◆ YOUR INSTRUCTIONS:
Every line below that has the string "CashbookError" adds one to the count. Give that count by itself.

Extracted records
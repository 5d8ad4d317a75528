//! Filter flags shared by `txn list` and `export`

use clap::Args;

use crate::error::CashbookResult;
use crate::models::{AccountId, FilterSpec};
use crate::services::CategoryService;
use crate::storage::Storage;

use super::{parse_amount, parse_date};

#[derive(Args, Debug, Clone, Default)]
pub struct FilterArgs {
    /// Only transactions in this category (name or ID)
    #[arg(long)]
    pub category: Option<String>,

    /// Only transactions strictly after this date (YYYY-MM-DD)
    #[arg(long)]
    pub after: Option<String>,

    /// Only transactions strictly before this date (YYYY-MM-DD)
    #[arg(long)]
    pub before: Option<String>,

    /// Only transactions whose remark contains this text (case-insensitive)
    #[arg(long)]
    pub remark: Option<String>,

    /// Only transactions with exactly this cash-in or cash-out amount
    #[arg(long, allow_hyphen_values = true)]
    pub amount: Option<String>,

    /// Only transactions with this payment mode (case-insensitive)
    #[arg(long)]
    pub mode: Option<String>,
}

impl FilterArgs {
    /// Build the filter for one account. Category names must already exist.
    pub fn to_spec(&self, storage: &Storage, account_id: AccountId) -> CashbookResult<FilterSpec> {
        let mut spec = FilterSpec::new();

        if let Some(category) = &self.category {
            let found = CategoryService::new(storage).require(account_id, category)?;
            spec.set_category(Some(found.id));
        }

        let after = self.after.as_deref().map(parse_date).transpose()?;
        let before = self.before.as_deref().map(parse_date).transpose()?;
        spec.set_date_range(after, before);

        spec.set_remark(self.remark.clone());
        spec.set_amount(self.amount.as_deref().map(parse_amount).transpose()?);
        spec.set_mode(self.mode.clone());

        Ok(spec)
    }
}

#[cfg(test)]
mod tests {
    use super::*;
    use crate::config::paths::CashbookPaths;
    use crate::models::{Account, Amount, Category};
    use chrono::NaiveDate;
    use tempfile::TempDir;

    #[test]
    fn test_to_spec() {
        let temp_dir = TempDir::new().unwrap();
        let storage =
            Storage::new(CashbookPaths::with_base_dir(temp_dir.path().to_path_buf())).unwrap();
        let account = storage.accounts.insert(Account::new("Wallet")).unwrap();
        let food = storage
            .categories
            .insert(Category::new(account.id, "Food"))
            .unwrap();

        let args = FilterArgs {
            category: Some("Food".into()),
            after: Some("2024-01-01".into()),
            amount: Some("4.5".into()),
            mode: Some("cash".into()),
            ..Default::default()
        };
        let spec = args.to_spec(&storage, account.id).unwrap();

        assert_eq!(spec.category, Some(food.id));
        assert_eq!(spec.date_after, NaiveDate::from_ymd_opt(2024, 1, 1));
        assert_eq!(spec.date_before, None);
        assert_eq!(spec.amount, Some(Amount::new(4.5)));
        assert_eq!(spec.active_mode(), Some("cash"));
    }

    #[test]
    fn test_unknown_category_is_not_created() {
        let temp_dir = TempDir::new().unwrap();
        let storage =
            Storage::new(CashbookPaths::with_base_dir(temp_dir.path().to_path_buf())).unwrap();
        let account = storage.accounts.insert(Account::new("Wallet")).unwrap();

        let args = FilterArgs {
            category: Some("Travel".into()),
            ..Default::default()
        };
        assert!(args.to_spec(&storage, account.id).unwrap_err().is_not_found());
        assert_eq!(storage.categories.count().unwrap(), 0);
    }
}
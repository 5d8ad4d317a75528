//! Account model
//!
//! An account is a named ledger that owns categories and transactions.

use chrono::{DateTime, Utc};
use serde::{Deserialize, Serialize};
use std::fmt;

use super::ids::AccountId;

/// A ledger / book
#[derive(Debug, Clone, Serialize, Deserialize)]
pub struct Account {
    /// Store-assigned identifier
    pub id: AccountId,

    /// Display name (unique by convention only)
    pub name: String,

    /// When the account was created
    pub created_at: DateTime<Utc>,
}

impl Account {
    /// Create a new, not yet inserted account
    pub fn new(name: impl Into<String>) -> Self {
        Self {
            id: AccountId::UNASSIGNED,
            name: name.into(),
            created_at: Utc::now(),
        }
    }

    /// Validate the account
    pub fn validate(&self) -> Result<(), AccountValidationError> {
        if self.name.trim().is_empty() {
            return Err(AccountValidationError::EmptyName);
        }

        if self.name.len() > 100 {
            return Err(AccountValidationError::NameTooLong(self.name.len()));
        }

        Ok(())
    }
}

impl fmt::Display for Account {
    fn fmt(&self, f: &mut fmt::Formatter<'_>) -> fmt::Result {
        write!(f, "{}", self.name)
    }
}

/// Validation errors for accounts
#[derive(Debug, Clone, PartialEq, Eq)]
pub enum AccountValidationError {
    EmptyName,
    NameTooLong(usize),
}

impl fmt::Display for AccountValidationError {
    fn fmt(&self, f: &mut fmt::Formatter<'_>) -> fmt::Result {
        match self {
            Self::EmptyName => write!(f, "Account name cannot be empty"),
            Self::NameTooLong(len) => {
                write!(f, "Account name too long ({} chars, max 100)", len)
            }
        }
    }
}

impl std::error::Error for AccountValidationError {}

* * *

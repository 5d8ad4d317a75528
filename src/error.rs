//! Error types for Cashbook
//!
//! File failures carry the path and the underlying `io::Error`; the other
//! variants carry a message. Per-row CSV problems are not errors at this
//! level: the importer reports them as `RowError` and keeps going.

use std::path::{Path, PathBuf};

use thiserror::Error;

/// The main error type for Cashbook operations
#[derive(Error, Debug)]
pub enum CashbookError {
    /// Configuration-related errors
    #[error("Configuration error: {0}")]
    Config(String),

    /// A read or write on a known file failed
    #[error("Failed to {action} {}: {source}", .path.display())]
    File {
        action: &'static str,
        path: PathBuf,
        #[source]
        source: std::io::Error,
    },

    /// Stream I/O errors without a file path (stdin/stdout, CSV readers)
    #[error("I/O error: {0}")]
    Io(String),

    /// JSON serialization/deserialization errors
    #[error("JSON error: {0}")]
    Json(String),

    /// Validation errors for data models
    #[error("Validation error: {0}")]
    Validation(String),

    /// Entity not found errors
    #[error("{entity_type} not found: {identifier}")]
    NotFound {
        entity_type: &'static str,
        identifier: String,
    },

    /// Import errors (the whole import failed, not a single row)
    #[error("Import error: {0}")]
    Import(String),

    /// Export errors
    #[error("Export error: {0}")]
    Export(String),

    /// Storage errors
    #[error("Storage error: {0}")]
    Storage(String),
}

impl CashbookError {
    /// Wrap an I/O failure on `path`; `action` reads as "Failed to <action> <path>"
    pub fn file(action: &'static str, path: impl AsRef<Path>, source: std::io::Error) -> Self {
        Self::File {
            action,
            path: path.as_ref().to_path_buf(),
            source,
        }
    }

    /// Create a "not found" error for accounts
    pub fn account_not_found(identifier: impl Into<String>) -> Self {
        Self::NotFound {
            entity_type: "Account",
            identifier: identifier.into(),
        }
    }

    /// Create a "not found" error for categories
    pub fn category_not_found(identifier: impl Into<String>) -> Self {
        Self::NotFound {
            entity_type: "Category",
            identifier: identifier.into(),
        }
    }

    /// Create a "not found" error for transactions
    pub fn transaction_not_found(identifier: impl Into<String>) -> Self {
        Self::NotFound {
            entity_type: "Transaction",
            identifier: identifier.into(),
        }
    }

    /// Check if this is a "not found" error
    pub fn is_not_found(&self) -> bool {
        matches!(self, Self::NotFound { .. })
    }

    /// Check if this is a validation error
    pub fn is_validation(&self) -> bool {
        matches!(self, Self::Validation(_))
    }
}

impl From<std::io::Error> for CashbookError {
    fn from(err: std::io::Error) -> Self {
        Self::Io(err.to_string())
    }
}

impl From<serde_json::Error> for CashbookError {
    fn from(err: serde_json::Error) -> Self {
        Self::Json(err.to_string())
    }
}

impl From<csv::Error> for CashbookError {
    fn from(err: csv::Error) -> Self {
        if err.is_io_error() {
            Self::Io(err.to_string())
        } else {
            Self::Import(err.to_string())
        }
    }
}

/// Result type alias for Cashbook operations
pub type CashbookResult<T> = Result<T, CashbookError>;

◆ TASK RESPONSE:
6